Written by Preston Dyches
NASA’s Jet Propulsion Laboratory Media Relations Office

NASA - National Aeronautics and Space AdministrationPasadena, CA – NASA spacecraft travel to far-off destinations in space, but a new mobile app produced by NASA’s Jet Propulsion Laboratory, Pasadena, California, brings spacecraft to users. The new app, called Spacecraft AR, uses the latest augmented reality (AR) technology to put virtual 3-D models of NASA’s robotic space explorers into any environment with a flat surface.

You can download the new app here.

JPL developed the Spacecraft AR app in collaboration with Google. The app uses Google’s ARCore technology to bring 3-D spacecraft into users’ devices using native mobile augmented reality. (“Native mobile” AR uses the built-in capabilities of a mobile device to interact with 3-D environments and objects.)

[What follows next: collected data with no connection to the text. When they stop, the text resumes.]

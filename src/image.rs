//! The [`Image`] facade: geometry, bit depth and pixel planes.

use std::ffi::OsString;
use std::fs::{self, File};
use std::io::{BufWriter, Write as _};
use std::path::{Path, PathBuf};

use enough::{Stop, Unstoppable};
use log::{debug, warn};

use crate::bmp;
use crate::error::BmpError;
use crate::limits::Limits;
use crate::pixel::{BitDepth, Channel};
use crate::store::PixelStore;

/// A BMP image held as per-channel planes.
///
/// An `Image` is either uninitialized (no pixel store) or initialized by
/// [`open`](Self::open) or [`set_size`](Self::set_size).
#[derive(Clone, Debug, Default, PartialEq, Eq)]
pub struct Image {
    depth: BitDepth,
    store: Option<PixelStore>,
}

impl Image {
    /// An uninitialized 24-bit image.
    pub fn new() -> Self {
        Self::default()
    }

    /// Open a BMP file. See [`open`](Self::open) for path handling.
    pub fn from_path(path: impl AsRef<Path>) -> Result<Self, BmpError> {
        let mut image = Self::new();
        image.open(path)?;
        Ok(image)
    }

    /// Decode an in-memory BMP.
    pub fn from_bytes(data: &[u8]) -> Result<Self, BmpError> {
        crate::DecodeRequest::new(data).decode(Unstoppable)
    }

    pub(crate) fn from_parts(store: PixelStore, depth: BitDepth) -> Self {
        Self {
            depth,
            store: Some(store),
        }
    }

    /// Read a BMP file into this image.
    ///
    /// `.bmp` is appended when the path does not already end in `.bmp` or
    /// `.BMP`. Opening an already initialized image does nothing and logs a
    /// warning; call [`close`](Self::close) first.
    pub fn open(&mut self, path: impl AsRef<Path>) -> Result<(), BmpError> {
        self.open_inner(path.as_ref(), None)
    }

    /// Like [`open`](Self::open), rejecting files whose geometry exceeds `limits`.
    pub fn open_with_limits(
        &mut self,
        path: impl AsRef<Path>,
        limits: &Limits,
    ) -> Result<(), BmpError> {
        self.open_inner(path.as_ref(), Some(limits))
    }

    fn open_inner(&mut self, path: &Path, limits: Option<&Limits>) -> Result<(), BmpError> {
        if self.is_initialized() {
            warn!("close the existing bitmap before opening another");
            return Ok(());
        }
        let path = with_bmp_extension(path);
        debug!("opening {}", path.display());
        let data = fs::read(&path)?;
        let (store, depth) = bmp::decode(&data, limits, &Unstoppable)?;
        self.depth = depth;
        self.store = Some(store);
        Ok(())
    }

    /// Release the pixel planes and reset to the 24-bit default.
    pub fn close(&mut self) {
        self.store = None;
        self.depth = BitDepth::default();
    }

    /// Allocate fresh planes of `width` x `height`.
    ///
    /// Colour planes start black; at 32-bit the alpha plane starts opaque.
    pub fn set_size(&mut self, width: u32, height: u32) -> Result<(), BmpError> {
        self.store = Some(PixelStore::new(width, height, self.depth.has_alpha())?);
        Ok(())
    }

    /// Switch between 24 and 32 bits per pixel.
    ///
    /// Moving to 32-bit adds an opaque alpha plane; moving to 24-bit drops it.
    pub fn set_bit_depth(&mut self, bits: u32) -> Result<(), BmpError> {
        let depth = BitDepth::try_from(bits)?;
        if let Some(store) = &mut self.store {
            store.set_alpha_plane(depth.has_alpha());
        }
        self.depth = depth;
        Ok(())
    }

    pub fn width(&self) -> u32 {
        self.store.as_ref().map_or(0, PixelStore::width)
    }

    pub fn height(&self) -> u32 {
        self.store.as_ref().map_or(0, PixelStore::height)
    }

    pub fn bit_depth(&self) -> BitDepth {
        self.depth
    }

    pub fn is_initialized(&self) -> bool {
        self.store.is_some()
    }

    /// The pixel planes, if initialized.
    pub fn store(&self) -> Option<&PixelStore> {
        self.store.as_ref()
    }

    /// Read one channel at `(x, y)`. Alpha reads 255 on a 24-bit image.
    pub fn colour(&self, x: u32, y: u32, channel: Channel) -> Result<u8, BmpError> {
        self.store
            .as_ref()
            .ok_or(BmpError::CoordinatesOutOfBounds { x, y })?
            .get(x, y, channel)
    }

    /// Write one channel at `(x, y)`.
    ///
    /// `value` must lie in `0..=255`. Alpha writes on a 24-bit image are
    /// ignored with a warning.
    pub fn set_colour(&mut self, x: u32, y: u32, channel: Channel, value: i32) -> Result<(), BmpError> {
        let Ok(byte) = u8::try_from(value) else {
            return Err(BmpError::InvalidColourValue {
                channel,
                value,
                x,
                y,
            });
        };
        let store = self
            .store
            .as_mut()
            .ok_or(BmpError::CoordinatesOutOfBounds { x, y })?;
        if !store.set(x, y, channel, byte)? {
            warn!("24 bpp bitmaps do not support alpha channel, to achieve transparency use 32 bpp");
        }
        Ok(())
    }

    /// Set red, green and blue at `(x, y)` to the same value.
    pub fn set_grey(&mut self, x: u32, y: u32, value: i32) -> Result<(), BmpError> {
        for channel in [Channel::Red, Channel::Green, Channel::Blue] {
            self.set_colour(x, y, channel, value)?;
        }
        Ok(())
    }

    /// Encode to an in-memory BMP.
    pub fn encode(&self, stop: impl Stop) -> Result<Vec<u8>, BmpError> {
        let store = self.store.as_ref().ok_or(BmpError::NotInitialized)?;
        bmp::encode(store, self.depth, &stop)
    }

    /// Write the image as a BMP file, replacing any existing file.
    ///
    /// `.bmp` is appended to the path as for [`open`](Self::open). Nothing is
    /// written when the image is uninitialized. The file is not written
    /// atomically: an I/O error part way through can leave a partial file.
    pub fn export(&self, path: impl AsRef<Path>) -> Result<(), BmpError> {
        let data = self.encode(Unstoppable)?;
        let path = with_bmp_extension(path.as_ref());
        debug!("exporting {} ({} bytes)", path.display(), data.len());
        if path.exists() {
            fs::remove_file(&path)?;
        }
        let mut writer = BufWriter::new(File::create(&path)?);
        writer.write_all(&data)?;
        writer.flush()?;
        Ok(())
    }
}

#[cfg(feature = "rgb")]
impl Image {
    /// Copy the planes out as interleaved RGBA8, row-major.
    ///
    /// Returns an empty vector for an uninitialized image.
    pub fn to_rgba8(&self) -> Vec<rgb::RGBA8> {
        let Some(store) = &self.store else {
            return Vec::new();
        };
        let len = store.width() as usize * store.height() as usize;
        (0..len)
            .map(|idx| {
                let [r, g, b, a] = store.rgba_at(idx);
                rgb::RGBA8::new(r, g, b, a)
            })
            .collect()
    }

    /// Build an image from interleaved RGBA8 pixels, row-major.
    ///
    /// Alpha is dropped for [`BitDepth::Bpp24`].
    pub fn from_rgba8(
        width: u32,
        height: u32,
        pixels: &[rgb::RGBA8],
        depth: BitDepth,
    ) -> Result<Self, BmpError> {
        let mut store = PixelStore::new(width, height, depth.has_alpha())?;
        let needed = width as usize * height as usize;
        if pixels.len() != needed {
            return Err(BmpError::BufferSizeMismatch {
                needed,
                actual: pixels.len(),
            });
        }
        for channel in Channel::ALL {
            let Some(plane) = store.plane_mut(channel) else {
                continue;
            };
            for (dst, px) in plane.iter_mut().zip(pixels) {
                *dst = match channel {
                    Channel::Red => px.r,
                    Channel::Green => px.g,
                    Channel::Blue => px.b,
                    Channel::Alpha => px.a,
                };
            }
        }
        Ok(Self::from_parts(store, depth))
    }
}

#[cfg(feature = "imgref")]
impl Image {
    /// Copy the planes out as an [`imgref::ImgVec`] of RGBA8.
    pub fn to_imgvec(&self) -> Option<imgref::ImgVec<rgb::RGBA8>> {
        let store = self.store.as_ref()?;
        Some(imgref::ImgVec::new(
            self.to_rgba8(),
            store.width() as usize,
            store.height() as usize,
        ))
    }
}

/// Append `.bmp` unless the path already ends in `.bmp` or `.BMP`.
pub(crate) fn with_bmp_extension(path: &Path) -> PathBuf {
    let raw = path.as_os_str();
    let bytes = raw.as_encoded_bytes();
    if bytes.ends_with(b".bmp") || bytes.ends_with(b".BMP") {
        return path.to_path_buf();
    }
    let mut name = OsString::from(raw);
    name.push(".bmp");
    PathBuf::from(name)
}
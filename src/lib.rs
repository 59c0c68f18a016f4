//! # bmpgrid
//!
//! Uncompressed Windows BMP decoder and encoder working on per-channel
//! pixel planes.
//!
//! ## Supported Formats
//!
//! - **24-bit**: B,G,R pixels, rows padded to 4 bytes, no alpha
//! - **32-bit**: B,G,R,A pixels routed through the colour-mask table;
//!   written as BITMAPV3INFOHEADER with A,B,G,R byte order
//!
//! Rows are bottom-up on disk in both directions.
//!
//! ## Non-Goals
//!
//! - RLE, embedded JPEG/PNG, palettes, 16-bit pixels
//! - ICC profiles
//! - Top-down (negative height) files
//!
//! ## Usage
//!
//! ```no_run
//! use bmpgrid::{Channel, Image};
//!
//! let mut image = Image::new();
//! image.set_bit_depth(32)?;
//! image.set_size(2, 2)?;
//! image.set_colour(0, 0, Channel::Red, 255)?;
//! image.set_grey(1, 1, 128)?;
//! image.export("out")?; // writes out.bmp
//!
//! let reopened = Image::from_path("out.bmp")?;
//! assert_eq!(reopened.colour(0, 0, Channel::Red)?, 255);
//! # Ok::<(), bmpgrid::BmpError>(())
//! ```

#![forbid(unsafe_code)]

mod bmp;
mod decode;
mod error;
mod image;
mod info;
mod limits;
mod pixel;
mod store;

// Re-exports
pub use decode::DecodeRequest;
pub use enough::{Stop, Unstoppable};
pub use error::BmpError;
pub use image::Image;
pub use info::ImageInfo;
pub use limits::Limits;
pub use pixel::{BitDepth, Channel};
pub use store::PixelStore;
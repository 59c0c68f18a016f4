//! Colour-mask table resolution for 32-bit BMPs.

use log::warn;

use crate::pixel::Channel;

/// Byte-aligned masks in channel order: red, green, blue, alpha.
const BYTE_MASKS: [u64; 4] = [0x0000_00FF, 0x0000_FF00, 0x00FF_0000, 0xFF00_0000];

/// For each channel, which byte of a 4-byte pixel it is read from.
#[derive(Clone, Copy, Debug, PartialEq, Eq)]
pub(crate) struct ChannelMap {
    positions: [Option<usize>; 4],
}

impl ChannelMap {
    /// Conventional BI_RGB layout: B, G, R, A.
    pub(crate) const BGRA: ChannelMap = ChannelMap {
        positions: [Some(2), Some(1), Some(0), Some(3)],
    };

    /// Resolve a mask table. Slot `i` describes byte `i` of every pixel; its
    /// mask names the channel that byte belongs to (0xFF red, 0xFF00 green,
    /// 0xFF0000 blue, 0xFF000000 alpha).
    ///
    /// Only the four single-byte masks are understood. A slot holding any other
    /// value leaves its byte unread, and a channel no slot names keeps its
    /// initial value.
    pub(crate) fn resolve(masks: [u64; 4]) -> ChannelMap {
        let mut positions = [None; 4];
        for (pos, &mask) in masks.iter().enumerate() {
            match BYTE_MASKS.iter().position(|&m| m == mask) {
                Some(slot) => positions[slot] = Some(pos),
                None => warn!("unresolved mask {mask:#010x} for pixel byte {pos}; byte ignored"),
            }
        }
        for channel in Channel::ALL {
            if positions[channel.slot()].is_none() {
                warn!("no mask selects {channel}; channel left unset");
            }
        }
        ChannelMap { positions }
    }

    /// Byte position of `channel` within a pixel, if resolved.
    #[inline]
    pub(crate) fn position(&self, channel: Channel) -> Option<usize> {
        self.positions[channel.slot()]
    }
}
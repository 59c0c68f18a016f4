use enough::Stop;

use crate::bmp;
use crate::error::BmpError;
use crate::image::Image;
use crate::limits::Limits;

/// Decode configuration for an in-memory BMP.
///
/// ```no_run
/// use bmpgrid::{DecodeRequest, Limits, Unstoppable};
///
/// let data: &[u8] = &[]; // your BMP bytes
/// let limits = Limits { max_pixels: Some(1 << 24), ..Default::default() };
/// let image = DecodeRequest::new(data).with_limits(&limits).decode(Unstoppable)?;
/// # Ok::<(), bmpgrid::BmpError>(())
/// ```
#[derive(Clone, Debug)]
pub struct DecodeRequest<'a> {
    data: &'a [u8],
    limits: Option<&'a Limits>,
}

impl<'a> DecodeRequest<'a> {
    pub fn new(data: &'a [u8]) -> Self {
        Self { data, limits: None }
    }

    /// Reject images whose geometry exceeds `limits` before allocating.
    pub fn with_limits(mut self, limits: &'a Limits) -> Self {
        self.limits = Some(limits);
        self
    }

    /// Decode into an initialized [`Image`].
    pub fn decode(self, stop: impl Stop) -> Result<Image, BmpError> {
        let (store, depth) = bmp::decode(self.data, self.limits, &stop)?;
        Ok(Image::from_parts(store, depth))
    }
}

The free Spacecraft AR app uses Google ARCore technology to put virtual 3-D models of NASA robotic spacecraft, such as the Curiosity Mars rover seen here, into any environment with a flat surface. (NASA/JPL-Caltech)

The free Spacecraft AR app uses Google ARCore technology to put virtual 3-D models of NASA robotic spacecraft, such as the Curiosity Mars rover seen here, into any environment with a flat surface. (NASA/JPL-Caltech)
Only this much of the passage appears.